Properties and Methods


Properties

Each Vue instance has a few reserved properties. We've already discussed the "data" and "el"properties.

In this chapter, we review methods and computed properties. 


Methods

Vue methods are exactly like JavaScript functions and the syntax is the same. You just have to remember to define them inside the "methods" property: 

new Vue({
el: '#app',
data: {
counter: 0
},
methods: {
increaseCounter() {
this.counter ++;
},
decreaseCounter() {
this.counter --;
}
}
})

Notice that I'm using the ES6 syntax for defining the methods. If you're not already familiar with it, you should. It is very simple yet efficient. 

We'll learn about how to call methods in events chapter


Computed properties

We learned about data and how to display them into the DOM with Vue. Yet in many cases, we need a modified version of the data before displaying it. That's what exactly computed properties are for. 

In other words, computed properties are functions that return a computed value. 

Computed properties are reactive. Meaning their value changes by changing their relative data. They are very useful in scenarios where the value of one variable depends on one or more other variables.

Let's define a computed property:

new Vue({
el: '#app',
data: {
firstName: 'John',
lastName: 'Doe'
},
computed: {
fullName() {
return this.firstName + ' ' + this.lastName;
}
}
});

And call it:

<h1>{{ fullName }}</h1>

Creating filters with computed properties

If you're coming from the world of AngularJS or Vue 1.0, you might have heard of the concept of filters. 

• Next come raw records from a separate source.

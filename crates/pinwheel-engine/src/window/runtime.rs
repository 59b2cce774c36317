use anyhow::{Context, Result};
use ouroboros::self_referencing;

use winit::application::ApplicationHandler;
use winit::dpi::LogicalSize;
use winit::event::WindowEvent;
use winit::event_loop::{ActiveEventLoop, ControlFlow, EventLoop};
use winit::window::{Window, WindowId};

use crate::core::{App as CoreApp, AppControl, FrameCtx, WindowCtx};
use crate::device::{Gpu, GpuInit};
use crate::time::{FrameClock, FrameTime};

/// Window/runtime configuration.
#[derive(Debug, Clone)]
pub struct RuntimeConfig {
    pub title: String,
    pub initial_size: LogicalSize<f64>,
}

impl Default for RuntimeConfig {
    fn default() -> Self {
        Self {
            title: "pinwheel".to_string(),
            initial_size: LogicalSize::new(800.0, 800.0),
        }
    }
}

impl RuntimeConfig {
    pub fn new(title: impl Into<String>, width: f64, height: f64) -> Self {
        Self {
            title: title.into(),
            initial_size: LogicalSize::new(width, height),
        }
    }
}

/// Entry point for the runtime.
pub struct Runtime;

impl Runtime {
    /// Opens one window and drives `app` until it exits or the window closes.
    pub fn run<A>(config: RuntimeConfig, gpu_init: GpuInit, app: A) -> Result<()>
    where
        A: 'static + CoreApp,
    {
        let event_loop = EventLoop::new().context("failed to create winit EventLoop")?;
        let mut state = AppState::new(config, gpu_init, app);

        event_loop
            .run_app(&mut state)
            .context("winit event loop terminated with error")?;

        match state.failure.take() {
            Some(err) => Err(err),
            None => Ok(()),
        }
    }
}

#[self_referencing]
struct WindowEntry {
    clock: FrameClock,

    window: Window,

    #[borrows(window)]
    #[covariant]
    gpu: Gpu<'this>,
}

struct AppState<A>
where
    A: CoreApp + 'static,
{
    config: RuntimeConfig,
    gpu_init: GpuInit,
    app: A,

    window: Option<WindowEntry>,
    exit_requested: bool,

    /// Startup error surfaced from `Runtime::run` once the loop has stopped.
    failure: Option<anyhow::Error>,
}

impl<A> AppState<A>
where
    A: CoreApp + 'static,
{
    fn new(config: RuntimeConfig, gpu_init: GpuInit, app: A) -> Self {
        Self {
            config,
            gpu_init,
            app,
            window: None,
            exit_requested: false,
            failure: None,
        }
    }

    fn request_exit(&mut self, event_loop: &ActiveEventLoop) {
        self.exit_requested = true;
        event_loop.exit();
    }

    fn create_window_entry(&self, event_loop: &ActiveEventLoop) -> Result<WindowEntry> {
        let attrs = Window::default_attributes()
            .with_title(self.config.title.clone())
            .with_inner_size(self.config.initial_size);

        let window = event_loop
            .create_window(attrs)
            .context("failed to create window")?;

        let gpu_init = self.gpu_init.clone();

        WindowEntryTryBuilder {
            clock: FrameClock::default(),
            window,
            gpu_builder: |w| {
                pollster::block_on(Gpu::new(w, gpu_init))
                    .context("GPU initialization failed for window")
            },
        }
        .try_build()
    }

    fn draw_frame(&mut self) -> AppControl {
        let (app, window) = (&mut self.app, &mut self.window);
        let Some(entry) = window.as_mut() else {
            return AppControl::Continue;
        };

        entry.with_mut(|fields| {
            let ft: FrameTime = fields.clock.tick();

            let mut ctx = FrameCtx {
                window: WindowCtx {
                    window: fields.window,
                },
                gpu: fields.gpu,
                time: ft,
            };

            app.on_frame(&mut ctx)
        })
    }
}

impl<A> ApplicationHandler for AppState<A>
where
    A: CoreApp + 'static,
{
    fn resumed(&mut self, event_loop: &ActiveEventLoop) {
        if self.window.is_some() {
            return;
        }

        match self.create_window_entry(event_loop) {
            Ok(entry) => {
                entry.with_window(|w| w.request_redraw());
                self.window = Some(entry);
            }
            Err(e) => {
                log::error!("failed to create initial window: {e:#}");
                self.failure = Some(e);
                self.request_exit(event_loop);
            }
        }
    }

    fn about_to_wait(&mut self, event_loop: &ActiveEventLoop) {
        if self.exit_requested {
            event_loop.exit();
            return;
        }

        event_loop.set_control_flow(ControlFlow::Wait);

        // Continuous redraw: the scene animates every frame.
        if let Some(entry) = self.window.as_ref() {
            entry.with_window(|w| w.request_redraw());
        }
    }

    fn window_event(
        &mut self,
        event_loop: &ActiveEventLoop,
        window_id: WindowId,
        event: WindowEvent,
    ) {
        if self.exit_requested {
            event_loop.exit();
            return;
        }

        if self.app.on_window_event(window_id, &event) == AppControl::Exit {
            self.request_exit(event_loop);
            return;
        }

        match &event {
            WindowEvent::CloseRequested => {
                log::info!("window close requested");
                self.window = None;
                self.request_exit(event_loop);
            }

            WindowEvent::Resized(new_size) => {
                if let Some(entry) = self.window.as_mut() {
                    entry.with_gpu_mut(|gpu| gpu.resize(*new_size));
                    entry.with_window(|w| w.request_redraw());
                }
            }

            WindowEvent::ScaleFactorChanged { .. } => {
                if let Some(entry) = self.window.as_mut() {
                    let new_size = entry.with_window(|w| w.inner_size());
                    entry.with_gpu_mut(|gpu| gpu.resize(new_size));
                    entry.with_window(|w| w.request_redraw());
                }
            }

            WindowEvent::RedrawRequested => {
                if self.draw_frame() == AppControl::Exit {
                    self.request_exit(event_loop);
                }
            }

            _ => {}
        }
    }
}
//! Core engine-facing contracts.
//!
//! This module defines the interface between the runtime (platform loop) and
//! the application: the `App` callbacks and the per-frame context they receive.

mod app;
mod ctx;

pub use app::{App, AppControl};
pub use ctx::{FrameCtx, WindowCtx};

Using computed properties we can easily create our very own filters. 

Let's say we have a tasks list and we need to display only the completed tasks:

new Vue({
el: '#app',
data: {
tasks: [
{ id: 1, title: 'get up from bed', completed: true },
{ id: 2, title: 'turn on the computer', completed: true },
{ id: 3, title: 'open iTunes', completed: false },
{ id: 4, title: 'Listen to some Pink Floyd', completed: false },
{ id: 5, title: 'Go to bed', completed: false }
]
},
computed: {
unfinishedTasks() {
return this.tasks.filter((item) => {
return item.completed === false;
});
}
}
});
<h1>All Tasks:</h1>
<ul>
<li v-for="item in tasks">{{ item.title }}</li>
</ul>
<h1>Unfinished Tasks:</h1>
<ul>
<li v-for="item in unfinishedTasks">{{ item.title }}</li>
</ul>

Of course you have access to computed properties inside the Vue instance as well. Let's say I need to get all the completed tasks inside a method, I can reach it withthis.unfinishedTask

Since computed properties are reactive, by changing "tasks" array the items of "unfinishedTasks" will change as well.